Data extracted from a collection
#####

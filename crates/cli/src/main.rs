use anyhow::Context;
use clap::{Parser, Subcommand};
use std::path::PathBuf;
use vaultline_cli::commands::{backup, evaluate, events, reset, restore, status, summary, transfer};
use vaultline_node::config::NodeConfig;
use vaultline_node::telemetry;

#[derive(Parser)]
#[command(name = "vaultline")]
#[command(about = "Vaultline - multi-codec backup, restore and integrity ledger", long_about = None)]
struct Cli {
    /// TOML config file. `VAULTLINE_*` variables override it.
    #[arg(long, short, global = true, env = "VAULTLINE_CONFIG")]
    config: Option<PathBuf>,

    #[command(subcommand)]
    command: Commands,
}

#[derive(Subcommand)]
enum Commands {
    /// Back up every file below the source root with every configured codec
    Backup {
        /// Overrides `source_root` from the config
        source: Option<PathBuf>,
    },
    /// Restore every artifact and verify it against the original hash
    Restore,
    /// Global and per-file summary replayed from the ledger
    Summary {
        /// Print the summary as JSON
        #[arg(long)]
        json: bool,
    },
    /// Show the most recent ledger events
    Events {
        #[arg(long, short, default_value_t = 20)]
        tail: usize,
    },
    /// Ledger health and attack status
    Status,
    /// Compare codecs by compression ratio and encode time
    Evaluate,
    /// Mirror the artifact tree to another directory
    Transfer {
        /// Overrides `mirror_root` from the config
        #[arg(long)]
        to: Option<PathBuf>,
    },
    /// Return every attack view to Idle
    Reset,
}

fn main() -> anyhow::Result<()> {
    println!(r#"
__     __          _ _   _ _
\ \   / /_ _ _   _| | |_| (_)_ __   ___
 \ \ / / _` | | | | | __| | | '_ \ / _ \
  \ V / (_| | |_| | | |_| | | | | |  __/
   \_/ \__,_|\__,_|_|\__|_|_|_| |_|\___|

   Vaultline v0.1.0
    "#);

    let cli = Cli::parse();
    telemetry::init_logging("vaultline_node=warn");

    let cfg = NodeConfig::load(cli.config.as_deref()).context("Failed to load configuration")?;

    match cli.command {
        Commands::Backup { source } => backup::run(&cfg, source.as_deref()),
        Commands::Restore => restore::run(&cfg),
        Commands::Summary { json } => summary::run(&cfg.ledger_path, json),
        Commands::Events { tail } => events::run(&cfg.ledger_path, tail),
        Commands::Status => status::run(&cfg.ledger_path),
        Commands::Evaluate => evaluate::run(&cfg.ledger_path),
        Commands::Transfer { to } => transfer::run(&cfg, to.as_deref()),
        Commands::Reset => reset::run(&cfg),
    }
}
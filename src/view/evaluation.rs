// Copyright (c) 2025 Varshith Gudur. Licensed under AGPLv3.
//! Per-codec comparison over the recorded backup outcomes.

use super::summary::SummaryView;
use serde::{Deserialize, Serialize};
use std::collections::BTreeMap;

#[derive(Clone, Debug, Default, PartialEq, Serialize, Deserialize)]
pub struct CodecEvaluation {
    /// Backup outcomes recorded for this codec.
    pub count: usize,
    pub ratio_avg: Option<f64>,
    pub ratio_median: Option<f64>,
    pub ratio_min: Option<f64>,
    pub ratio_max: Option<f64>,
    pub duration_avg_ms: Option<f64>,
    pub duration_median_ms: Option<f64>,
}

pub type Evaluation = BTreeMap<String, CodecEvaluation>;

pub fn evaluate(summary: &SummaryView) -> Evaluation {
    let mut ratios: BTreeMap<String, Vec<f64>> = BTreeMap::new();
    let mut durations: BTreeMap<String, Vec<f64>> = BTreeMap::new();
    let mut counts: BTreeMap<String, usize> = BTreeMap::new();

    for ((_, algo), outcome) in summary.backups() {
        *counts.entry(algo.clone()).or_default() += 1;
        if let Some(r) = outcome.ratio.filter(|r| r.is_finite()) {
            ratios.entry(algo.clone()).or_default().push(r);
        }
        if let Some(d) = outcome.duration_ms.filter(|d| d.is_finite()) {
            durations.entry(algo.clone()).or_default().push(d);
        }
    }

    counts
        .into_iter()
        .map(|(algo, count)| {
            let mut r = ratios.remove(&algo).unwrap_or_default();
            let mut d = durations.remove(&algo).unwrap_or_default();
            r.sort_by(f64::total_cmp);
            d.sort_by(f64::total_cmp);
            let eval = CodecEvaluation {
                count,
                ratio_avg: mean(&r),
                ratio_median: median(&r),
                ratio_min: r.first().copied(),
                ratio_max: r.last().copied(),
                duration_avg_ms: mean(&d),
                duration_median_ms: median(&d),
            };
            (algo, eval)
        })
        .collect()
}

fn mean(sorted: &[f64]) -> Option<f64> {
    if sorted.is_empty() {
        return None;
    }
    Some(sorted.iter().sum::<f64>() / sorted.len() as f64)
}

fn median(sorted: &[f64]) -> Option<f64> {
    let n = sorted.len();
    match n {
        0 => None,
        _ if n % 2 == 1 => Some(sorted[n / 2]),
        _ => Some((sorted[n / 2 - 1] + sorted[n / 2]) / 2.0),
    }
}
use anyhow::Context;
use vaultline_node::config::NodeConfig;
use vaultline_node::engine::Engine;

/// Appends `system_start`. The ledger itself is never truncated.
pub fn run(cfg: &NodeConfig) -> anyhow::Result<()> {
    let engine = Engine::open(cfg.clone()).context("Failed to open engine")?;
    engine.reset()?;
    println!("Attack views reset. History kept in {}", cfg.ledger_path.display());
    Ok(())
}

#####

Output all the lines above. Keep each one exact.

■ **SOLUTION TO THIS PROBLEM**
filename crates/cli/src/main.rs
use anyhow::Context;
use clap::{Parser, Subcommand};
use std::path::PathBuf;
use vaultline_cli::commands::{backup, evaluate, events, reset, restore, status, summary, transfer};
use vaultline_node::config::NodeConfig;
use vaultline_node::telemetry;

#[derive(Parser)]
#[command(name = "vaultline")]
#[command(about = "Vaultline - multi-codec backup, restore and integrity ledger", long_about = None)]
struct Cli {
    /// TOML config file. `VAULTLINE_*` variables override it.
    #[arg(long, short, global = true, env = "VAULTLINE_CONFIG")]
    config: Option<PathBuf>,

    #[command(subcommand)]
    command: Commands,
}

#[derive(Subcommand)]
enum Commands {
    /// Back up every file below the source root with every configured codec
    Backup {
        /// Overrides `source_root` from the config
        source: Option<PathBuf>,
    },
    /// Restore every artifact and verify it against the original hash
    Restore,
    /// Global and per-file summary replayed from the ledger
    Summary {
        /// Print the summary as JSON
        #[arg(long)]
        json: bool,
    },
    /// Show the most recent ledger events
    Events {
        #[arg(long, short, default_value_t = 20)]
        tail: usize,
    },
    /// Ledger health and attack status
    Status,
    /// Compare codecs by compression ratio and encode time
    Evaluate,
    /// Mirror the artifact tree to another directory
    Transfer {
        /// Overrides `mirror_root` from the config
        #[arg(long)]
        to: Option<PathBuf>,
    },
    /// Return every attack view to Idle
    Reset,
}

fn main() -> anyhow::Result<()> {
    println!(r#"
__     __          _ _   _ _
\ \   / /_ _ _   _| | |_| (_)_ __   ___
 \ \ / / _` | | | | | __| | | '_ \ / _ \
  \ V / (_| | |_| | | |_| | | | | |  __/
   \_/ \__,_|\__,_|_|\__|_|_|_| |_|\___|

   Vaultline v0.1.0
    "#);

    let cli = Cli::parse();
    telemetry::init_logging("vaultline_node=warn");

    let cfg = NodeConfig::load(cli.config.as_deref()).context("Failed to load configuration")?;

    match cli.command {
        Commands::Backup { source } => backup::run(&cfg, source.as_deref()),
        Commands::Restore => restore::run(&cfg),
        Commands::Summary { json } => summary::run(&cfg.ledger_path, json),
        Commands::Events { tail } => events::run(&cfg.ledger_path, tail),
        Commands::Status => status::run(&cfg.ledger_path),
        Commands::Evaluate => evaluate::run(&cfg.ledger_path),
        Commands::Transfer { to } => transfer::run(&cfg, to.as_deref()),
        Commands::Reset => reset::run(&cfg),
    }
}
filename src/view/evaluation.rs
// Copyright (c) 2025 Varshith Gudur. Licensed under AGPLv3.
//! Per-codec comparison over the recorded backup outcomes.

use super::summary::SummaryView;
use serde::{Deserialize, Serialize};
use std::collections::BTreeMap;

#[derive(Clone, Debug, Default, PartialEq, Serialize, Deserialize)]
pub struct CodecEvaluation {
    /// Backup outcomes recorded for this codec.
    pub count: usize,
    pub ratio_avg: Option<f64>,
    pub ratio_median: Option<f64>,
    pub ratio_min: Option<f64>,
    pub ratio_max: Option<f64>,
    pub duration_avg_ms: Option<f64>,
    pub duration_median_ms: Option<f64>,
}

pub type Evaluation = BTreeMap<String, CodecEvaluation>;

pub fn evaluate(summary: &SummaryView) -> Evaluation {
    let mut ratios: BTreeMap<String, Vec<f64>> = BTreeMap::new();
    let mut durations: BTreeMap<String, Vec<f64>> = BTreeMap::new();
    let mut counts: BTreeMap<String, usize> = BTreeMap::new();

    for ((_, algo), outcome) in summary.backups() {
        *counts.entry(algo.clone()).or_default() += 1;
        if let Some(r) = outcome.ratio.filter(|r| r.is_finite()) {
            ratios.entry(algo.clone()).or_default().push(r);
        }
        if let Some(d) = outcome.duration_ms.filter(|d| d.is_finite()) {
            durations.entry(algo.clone()).or_default().push(d);
        }
    }

    counts
        .into_iter()
        .map(|(algo, count)| {
            let mut r = ratios.remove(&algo).unwrap_or_default();
            let mut d = durations.remove(&algo).unwrap_or_default();
            r.sort_by(f64::total_cmp);
            d.sort_by(f64::total_cmp);
            let eval = CodecEvaluation {
                count,
                ratio_avg: mean(&r),
                ratio_median: median(&r),
                ratio_min: r.first().copied(),
                ratio_max: r.last().copied(),
                duration_avg_ms: mean(&d),
                duration_median_ms: median(&d),
            };
            (algo, eval)
        })
        .collect()
}

fn mean(sorted: &[f64]) -> Option<f64> {
    if sorted.is_empty() {
        return None;
    }
    Some(sorted.iter().sum::<f64>() / sorted.len() as f64)
}

fn median(sorted: &[f64]) -> Option<f64> {
    let n = sorted.len();
    match n {
        0 => None,
        _ if n % 2 == 1 => Some(sorted[n / 2]),
        _ => Some((sorted[n / 2 - 1] + sorted[n / 2]) / 2.0),
    }
}
use anyhow::Context;
use vaultline_node::config::NodeConfig;
use vaultline_node::engine::Engine;

/// Appends `system_start`. The ledger itself is never truncated.
pub fn run(cfg: &NodeConfig) -> anyhow::Result<()> {
    let engine = Engine::open(cfg.clone()).context("Failed to open engine")?;
    engine.reset()?;
    println!("Attack views reset. History kept in {}", cfg.ledger_path.display());
    Ok(())
}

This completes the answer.